:: Work to be completed ::
Every record that follows needs to be written out again, exactly.

:: Records to use ::
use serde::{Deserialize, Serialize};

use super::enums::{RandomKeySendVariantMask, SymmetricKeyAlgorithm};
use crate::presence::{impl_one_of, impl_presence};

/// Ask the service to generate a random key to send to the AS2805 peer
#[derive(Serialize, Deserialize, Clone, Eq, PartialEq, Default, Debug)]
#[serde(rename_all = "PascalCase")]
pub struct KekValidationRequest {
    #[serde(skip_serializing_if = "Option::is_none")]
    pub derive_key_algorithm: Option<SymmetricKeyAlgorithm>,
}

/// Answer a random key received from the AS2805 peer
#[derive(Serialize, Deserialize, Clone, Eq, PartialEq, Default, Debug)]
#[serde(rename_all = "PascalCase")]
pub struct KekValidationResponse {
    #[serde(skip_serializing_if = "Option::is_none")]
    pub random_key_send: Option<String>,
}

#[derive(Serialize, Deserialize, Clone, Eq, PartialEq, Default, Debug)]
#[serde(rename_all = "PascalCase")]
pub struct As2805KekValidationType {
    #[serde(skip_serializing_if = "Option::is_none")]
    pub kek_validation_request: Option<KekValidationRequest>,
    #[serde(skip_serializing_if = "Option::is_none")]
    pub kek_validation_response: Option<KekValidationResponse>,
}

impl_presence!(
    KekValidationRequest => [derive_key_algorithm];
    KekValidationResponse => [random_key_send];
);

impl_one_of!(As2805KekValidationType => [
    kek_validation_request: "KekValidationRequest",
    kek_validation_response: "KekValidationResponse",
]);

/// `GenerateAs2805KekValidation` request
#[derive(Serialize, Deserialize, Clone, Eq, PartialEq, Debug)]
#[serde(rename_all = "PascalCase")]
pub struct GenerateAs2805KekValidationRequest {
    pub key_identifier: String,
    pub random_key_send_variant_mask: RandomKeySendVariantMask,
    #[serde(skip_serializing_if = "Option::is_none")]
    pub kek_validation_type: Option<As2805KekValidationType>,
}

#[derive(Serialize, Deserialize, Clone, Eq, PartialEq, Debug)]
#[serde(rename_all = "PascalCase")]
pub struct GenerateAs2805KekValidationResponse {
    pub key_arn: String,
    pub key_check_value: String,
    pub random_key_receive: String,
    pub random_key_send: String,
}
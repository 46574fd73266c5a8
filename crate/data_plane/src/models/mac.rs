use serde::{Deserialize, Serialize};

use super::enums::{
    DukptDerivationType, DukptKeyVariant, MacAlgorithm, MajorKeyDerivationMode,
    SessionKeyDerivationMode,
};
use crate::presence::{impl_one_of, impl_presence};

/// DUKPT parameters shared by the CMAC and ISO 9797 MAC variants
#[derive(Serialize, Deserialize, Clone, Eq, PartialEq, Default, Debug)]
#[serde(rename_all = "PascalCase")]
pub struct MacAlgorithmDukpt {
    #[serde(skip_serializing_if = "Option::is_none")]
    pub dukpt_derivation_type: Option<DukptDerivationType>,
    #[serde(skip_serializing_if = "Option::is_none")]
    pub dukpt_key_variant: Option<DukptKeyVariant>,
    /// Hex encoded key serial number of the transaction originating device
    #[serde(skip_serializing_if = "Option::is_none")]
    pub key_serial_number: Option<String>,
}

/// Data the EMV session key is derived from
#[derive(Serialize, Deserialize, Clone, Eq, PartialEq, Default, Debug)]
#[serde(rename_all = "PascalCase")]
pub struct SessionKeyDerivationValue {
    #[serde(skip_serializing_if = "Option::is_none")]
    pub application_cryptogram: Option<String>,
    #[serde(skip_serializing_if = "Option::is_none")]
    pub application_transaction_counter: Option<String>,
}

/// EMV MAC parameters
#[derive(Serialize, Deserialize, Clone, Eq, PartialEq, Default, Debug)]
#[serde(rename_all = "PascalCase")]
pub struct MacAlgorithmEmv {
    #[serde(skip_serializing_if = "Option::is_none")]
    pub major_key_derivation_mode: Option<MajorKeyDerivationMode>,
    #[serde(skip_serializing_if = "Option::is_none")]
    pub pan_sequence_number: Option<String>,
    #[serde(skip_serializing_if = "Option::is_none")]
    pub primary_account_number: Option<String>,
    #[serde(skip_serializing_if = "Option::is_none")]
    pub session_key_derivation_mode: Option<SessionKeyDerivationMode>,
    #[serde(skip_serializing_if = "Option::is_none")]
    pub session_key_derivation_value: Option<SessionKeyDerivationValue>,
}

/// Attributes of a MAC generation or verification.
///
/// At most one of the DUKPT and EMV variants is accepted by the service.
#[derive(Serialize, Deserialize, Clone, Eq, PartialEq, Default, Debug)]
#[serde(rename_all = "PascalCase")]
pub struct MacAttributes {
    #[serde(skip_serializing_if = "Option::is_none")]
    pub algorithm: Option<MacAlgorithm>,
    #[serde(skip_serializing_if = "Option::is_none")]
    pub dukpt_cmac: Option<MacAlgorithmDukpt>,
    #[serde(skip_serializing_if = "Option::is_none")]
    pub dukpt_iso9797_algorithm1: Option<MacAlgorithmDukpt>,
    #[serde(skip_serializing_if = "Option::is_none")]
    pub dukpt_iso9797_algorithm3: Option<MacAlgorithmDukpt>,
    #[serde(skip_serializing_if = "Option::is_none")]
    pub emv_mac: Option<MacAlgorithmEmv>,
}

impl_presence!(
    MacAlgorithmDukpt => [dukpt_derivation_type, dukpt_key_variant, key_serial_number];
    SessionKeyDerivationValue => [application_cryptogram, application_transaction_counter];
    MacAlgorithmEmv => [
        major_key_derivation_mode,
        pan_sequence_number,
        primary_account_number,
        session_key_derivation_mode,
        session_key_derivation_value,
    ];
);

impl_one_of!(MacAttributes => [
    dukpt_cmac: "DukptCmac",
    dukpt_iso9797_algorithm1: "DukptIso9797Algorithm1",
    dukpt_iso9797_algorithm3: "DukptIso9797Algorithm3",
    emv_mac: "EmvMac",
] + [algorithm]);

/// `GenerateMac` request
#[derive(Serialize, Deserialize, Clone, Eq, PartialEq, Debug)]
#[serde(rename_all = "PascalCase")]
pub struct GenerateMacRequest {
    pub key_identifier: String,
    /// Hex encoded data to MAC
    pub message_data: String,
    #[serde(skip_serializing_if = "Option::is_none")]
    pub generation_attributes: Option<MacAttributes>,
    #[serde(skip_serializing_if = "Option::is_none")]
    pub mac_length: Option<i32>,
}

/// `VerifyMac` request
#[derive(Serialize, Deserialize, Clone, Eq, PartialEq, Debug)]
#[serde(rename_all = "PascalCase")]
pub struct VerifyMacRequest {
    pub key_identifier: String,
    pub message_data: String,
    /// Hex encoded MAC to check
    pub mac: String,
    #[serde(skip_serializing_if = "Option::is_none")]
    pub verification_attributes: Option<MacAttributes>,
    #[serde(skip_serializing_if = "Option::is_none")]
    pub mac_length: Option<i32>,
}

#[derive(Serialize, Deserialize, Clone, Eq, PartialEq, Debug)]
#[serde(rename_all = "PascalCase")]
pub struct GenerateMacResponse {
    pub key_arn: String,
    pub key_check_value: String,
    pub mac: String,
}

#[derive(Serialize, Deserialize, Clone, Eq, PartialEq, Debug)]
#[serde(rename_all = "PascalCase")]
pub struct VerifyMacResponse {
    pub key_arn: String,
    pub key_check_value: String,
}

:: Solution below ::
use serde::{Deserialize, Serialize};

use super::enums::{RandomKeySendVariantMask, SymmetricKeyAlgorithm};
use crate::presence::{impl_one_of, impl_presence};

/// Ask the service to generate a random key to send to the AS2805 peer
#[derive(Serialize, Deserialize, Clone, Eq, PartialEq, Default, Debug)]
#[serde(rename_all = "PascalCase")]
pub struct KekValidationRequest {
    #[serde(skip_serializing_if = "Option::is_none")]
    pub derive_key_algorithm: Option<SymmetricKeyAlgorithm>,
}

/// Answer a random key received from the AS2805 peer
#[derive(Serialize, Deserialize, Clone, Eq, PartialEq, Default, Debug)]
#[serde(rename_all = "PascalCase")]
pub struct KekValidationResponse {
    #[serde(skip_serializing_if = "Option::is_none")]
    pub random_key_send: Option<String>,
}

#[derive(Serialize, Deserialize, Clone, Eq, PartialEq, Default, Debug)]
#[serde(rename_all = "PascalCase")]
pub struct As2805KekValidationType {
    #[serde(skip_serializing_if = "Option::is_none")]
    pub kek_validation_request: Option<KekValidationRequest>,
    #[serde(skip_serializing_if = "Option::is_none")]
    pub kek_validation_response: Option<KekValidationResponse>,
}

impl_presence!(
    KekValidationRequest => [derive_key_algorithm];
    KekValidationResponse => [random_key_send];
);

impl_one_of!(As2805KekValidationType => [
    kek_validation_request: "KekValidationRequest",
    kek_validation_response: "KekValidationResponse",
]);

/// `GenerateAs2805KekValidation` request
#[derive(Serialize, Deserialize, Clone, Eq, PartialEq, Debug)]
#[serde(rename_all = "PascalCase")]
pub struct GenerateAs2805KekValidationRequest {
    pub key_identifier: String,
    pub random_key_send_variant_mask: RandomKeySendVariantMask,
    #[serde(skip_serializing_if = "Option::is_none")]
    pub kek_validation_type: Option<As2805KekValidationType>,
}

#[derive(Serialize, Deserialize, Clone, Eq, PartialEq, Debug)]
#[serde(rename_all = "PascalCase")]
pub struct GenerateAs2805KekValidationResponse {
    pub key_arn: String,
    pub key_check_value: String,
    pub random_key_receive: String,
    pub random_key_send: String,
}
repository 46574fd73266c5a8
filename crate/data_plane/src/models/mac.rs
use serde::{Deserialize, Serialize};

use super::enums::{
    DukptDerivationType, DukptKeyVariant, MacAlgorithm, MajorKeyDerivationMode,
    SessionKeyDerivationMode,
};
use crate::presence::{impl_one_of, impl_presence};

/// DUKPT parameters shared by the CMAC and ISO 9797 MAC variants
#[derive(Serialize, Deserialize, Clone, Eq, PartialEq, Default, Debug)]
#[serde(rename_all = "PascalCase")]
pub struct MacAlgorithmDukpt {
    #[serde(skip_serializing_if = "Option::is_none")]
    pub dukpt_derivation_type: Option<DukptDerivationType>,
    #[serde(skip_serializing_if = "Option::is_none")]
    pub dukpt_key_variant: Option<DukptKeyVariant>,
    /// Hex encoded key serial number of the transaction originating device
    #[serde(skip_serializing_if = "Option::is_none")]
    pub key_serial_number: Option<String>,
}

/// Data the EMV session key is derived from
#[derive(Serialize, Deserialize, Clone, Eq, PartialEq, Default, Debug)]
#[serde(rename_all = "PascalCase")]
pub struct SessionKeyDerivationValue {
    #[serde(skip_serializing_if = "Option::is_none")]
    pub application_cryptogram: Option<String>,
    #[serde(skip_serializing_if = "Option::is_none")]
    pub application_transaction_counter: Option<String>,
}

/// EMV MAC parameters
#[derive(Serialize, Deserialize, Clone, Eq, PartialEq, Default, Debug)]
#[serde(rename_all = "PascalCase")]
pub struct MacAlgorithmEmv {
    #[serde(skip_serializing_if = "Option::is_none")]
    pub major_key_derivation_mode: Option<MajorKeyDerivationMode>,
    #[serde(skip_serializing_if = "Option::is_none")]
    pub pan_sequence_number: Option<String>,
    #[serde(skip_serializing_if = "Option::is_none")]
    pub primary_account_number: Option<String>,
    #[serde(skip_serializing_if = "Option::is_none")]
    pub session_key_derivation_mode: Option<SessionKeyDerivationMode>,
    #[serde(skip_serializing_if = "Option::is_none")]
    pub session_key_derivation_value: Option<SessionKeyDerivationValue>,
}

/// Attributes of a MAC generation or verification.
///
/// At most one of the DUKPT and EMV variants is accepted by the service.
#[derive(Serialize, Deserialize, Clone, Eq, PartialEq, Default, Debug)]
#[serde(rename_all = "PascalCase")]
pub struct MacAttributes {
    #[serde(skip_serializing_if = "Option::is_none")]
    pub algorithm: Option<MacAlgorithm>,
    #[serde(skip_serializing_if = "Option::is_none")]
    pub dukpt_cmac: Option<MacAlgorithmDukpt>,
    #[serde(skip_serializing_if = "Option::is_none")]
    pub dukpt_iso9797_algorithm1: Option<MacAlgorithmDukpt>,
    #[serde(skip_serializing_if = "Option::is_none")]
    pub dukpt_iso9797_algorithm3: Option<MacAlgorithmDukpt>,
    #[serde(skip_serializing_if = "Option::is_none")]
    pub emv_mac: Option<MacAlgorithmEmv>,
}

impl_presence!(
    MacAlgorithmDukpt => [dukpt_derivation_type, dukpt_key_variant, key_serial_number];
    SessionKeyDerivationValue => [application_cryptogram, application_transaction_counter];
    MacAlgorithmEmv => [
        major_key_derivation_mode,
        pan_sequence_number,
        primary_account_number,
        session_key_derivation_mode,
        session_key_derivation_value,
    ];
);

impl_one_of!(MacAttributes => [
    dukpt_cmac: "DukptCmac",
    dukpt_iso9797_algorithm1: "DukptIso9797Algorithm1",
    dukpt_iso9797_algorithm3: "DukptIso9797Algorithm3",
    emv_mac: "EmvMac",
] + [algorithm]);

/// `GenerateMac` request
#[derive(Serialize, Deserialize, Clone, Eq, PartialEq, Debug)]
#[serde(rename_all = "PascalCase")]
pub struct GenerateMacRequest {
    pub key_identifier: String,
    /// Hex encoded data to MAC
    pub message_data: String,
    #[serde(skip_serializing_if = "Option::is_none")]
    pub generation_attributes: Option<MacAttributes>,
    #[serde(skip_serializing_if = "Option::is_none")]
    pub mac_length: Option<i32>,
}

/// `VerifyMac` request
#[derive(Serialize, Deserialize, Clone, Eq, PartialEq, Debug)]
#[serde(rename_all = "PascalCase")]
pub struct VerifyMacRequest {
    pub key_identifier: String,
    pub message_data: String,
    /// Hex encoded MAC to check
    pub mac: String,
    #[serde(skip_serializing_if = "Option::is_none")]
    pub verification_attributes: Option<MacAttributes>,
    #[serde(skip_serializing_if = "Option::is_none")]
    pub mac_length: Option<i32>,
}

#[derive(Serialize, Deserialize, Clone, Eq, PartialEq, Debug)]
#[serde(rename_all = "PascalCase")]
pub struct GenerateMacResponse {
    pub key_arn: String,
    pub key_check_value: String,
    pub mac: String,
}

#[derive(Serialize, Deserialize, Clone, Eq, PartialEq, Debug)]
#[serde(rename_all = "PascalCase")]
pub struct VerifyMacResponse {
    pub key_arn: String,
    pub key_check_value: String,
}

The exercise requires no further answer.